Vechtdal producten

Natuurorganisaties en agrarische ondernemers gaan samenwerken in Vechtdalketen.

 

Stichting Dianthus

Stichting Dianthus is een samenwerkingsverband tussen agrarische partijen en partijen op het gebied van natuur/landschap en toerisme/recreatie. Ze zoekt in het Overijsselse Vechtdal naar nieuwe vormen van samenwerking. Het gaat er niet alleen om slechts producten en diensten uit het Vechtdal te produceren en te verkopen, maar door dieren te laten groeien binnen een natuurlijke omgeving gaat het feitelijk om de regio: het Vechtdal te verkopen.

De graanakkers leveren grondstof voor de Vechtdalproducten en verrijken het landschap. Deelname aan de arrangementen leidt tot grotere betrokkenheid van burgers, consumenten, toeristen en recreanten bij de wijze van produceren van ons voedsel in relatie tot natuur en landschap.

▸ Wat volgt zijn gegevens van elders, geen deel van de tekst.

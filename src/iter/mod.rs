//! Iteration-space descriptors
//!
//! The dispatch engine never inspects tensors directly. It consumes an
//! [`ElementwiseIter`]: N operands (output first, inputs after) sharing one
//! iteration shape, each with a base address, byte strides and a dtype.
//!
//! [`TensorIter`] is the reference implementation built from tensors by
//! [`TensorIterConfig`]. It broadcasts inputs, coalesces dimensions and knows
//! how to split itself into subspaces the native 32-bit index can address.
//!
//! Dimensions are stored row-major: the last dimension varies fastest.

mod split;
mod tensor_iter;

pub use split::SubspaceSplits;
pub use tensor_iter::{TensorIter, TensorIterConfig};

use crate::dtype::{DType, Scalar};
use crate::loops::Signature;
use crate::runtime::{Device, NATIVE_INDEX_MAX};
use crate::tensor::Storage;

/// Base address of one operand.
///
/// Holds a reference to the operand's storage so an enqueued kernel keeps the
/// buffer alive until it has run.
#[derive(Clone, Debug)]
pub struct DataPtr {
    storage: Storage,
    byte_offset: usize,
}

impl DataPtr {
    /// Point `byte_offset` bytes into `storage`
    pub fn new(storage: Storage, byte_offset: usize) -> Self {
        Self {
            storage,
            byte_offset,
        }
    }

    /// Raw address of the operand's first element
    #[inline]
    pub fn as_ptr(&self) -> *mut u8 {
        self.storage.as_ptr().wrapping_add(self.byte_offset)
    }

    /// Byte offset from the start of the storage
    #[inline]
    pub fn byte_offset(&self) -> usize {
        self.byte_offset
    }

    /// Storage the pointer refers into
    #[inline]
    pub fn storage(&self) -> &Storage {
        &self.storage
    }
}

/// Query surface of an iteration-space descriptor.
///
/// Operand 0 is the output; inputs follow in argument order.
pub trait ElementwiseIter: Sized {
    /// Iterator over range-limited subspaces
    type Splits: Iterator<Item = Self> + Clone;

    /// Number of operands, output included
    fn operand_count(&self) -> usize;

    /// Number of dimensions of the iteration space
    fn rank(&self) -> usize;

    /// Extent of every dimension, row-major
    fn shape(&self) -> &[usize];

    /// Byte strides of operand `op`, one per dimension
    fn stride(&self, op: usize) -> &[isize];

    /// Address of the first element of operand `op`
    fn data_pointer(&self, op: usize) -> DataPtr;

    /// Element type of operand `op`
    fn element_type(&self, op: usize) -> DType;

    /// Number of logical elements in the iteration space
    fn total_elements(&self) -> usize;

    /// Device holding operand `op`, `None` for host memory
    fn device(&self, op: usize) -> Option<Device>;

    /// True when the space has collapsed to a single dimension
    fn is_one_dimensional(&self) -> bool {
        self.rank() == 1
    }

    /// True when every operand is packed along the fastest dimension
    fn has_contiguous_first_dimension(&self) -> bool {
        let Some(inner) = self.rank().checked_sub(1) else {
            return false;
        };
        (0..self.operand_count())
            .all(|op| self.stride(op)[inner] == self.element_type(op).size_in_bytes() as isize)
    }

    /// True when some operand's dtype differs from the type the function
    /// reads or writes at that slot
    fn requires_dynamic_casting(&self, signature: &Signature) -> bool {
        if self.element_type(0) != signature.output {
            return true;
        }
        signature
            .args
            .iter()
            .enumerate()
            .any(|(i, &dt)| i + 1 < self.operand_count() && self.element_type(i + 1) != dt)
    }

    /// Largest element count or byte offset a single launch may address
    fn index_width_limit(&self) -> u64 {
        NATIVE_INDEX_MAX
    }

    /// True when the space is addressable with the native 32-bit index
    fn fits_native_index_width(&self) -> bool;

    /// Split into subspaces that each fit the native index width.
    ///
    /// The returned iterator is finite and can be cloned to restart.
    fn split_into_range_limited_subspaces(&self) -> Self::Splits;

    /// True when operand `op` is a single element in host memory
    fn is_host_resident_scalar(&self, op: usize) -> bool;

    /// Read the value of a host-resident scalar operand.
    ///
    /// Panics if operand `op` holds no element.
    fn read_scalar_value(&self, op: usize) -> Scalar;

    /// Remove operand `op`; later operands shift down by one
    fn drop_operand(&mut self, op: usize);
}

Stichting Dianthus heeft een ideële doelstelling, nl. het implementeren en instandhouden van een milieu-, natuur- en diervriendelijk agrarisch productiesysteem in het Vechtdal (incl. het stroomgebied van de Reest en de Regge) en deze toegankelijk maken en houden voor burgers en toeristen. Onder regie van agrarische ondernemers worden in ketenverband nieuwe producten en diensten ontwikkeld en in de markt gezet, binnen en buiten het Vechtdal. Stichting Dianthus draagt – in samenwerking met andere partijen, zoals partijen op het gebied van natuur, landschap, water en recreatie – bij aan de promotie van zowel de producten en diensten uit het Vechtdal, als het Vechtdal zelf.
Betrokken partijen in het convenant zijn: agrarische ondernemers De Lange, Kotterink en Bosch, -Landschap Overijssel-, -Vereniging Natuurmonumenten-, -Staatsbosbeheer- en -ABCTA-.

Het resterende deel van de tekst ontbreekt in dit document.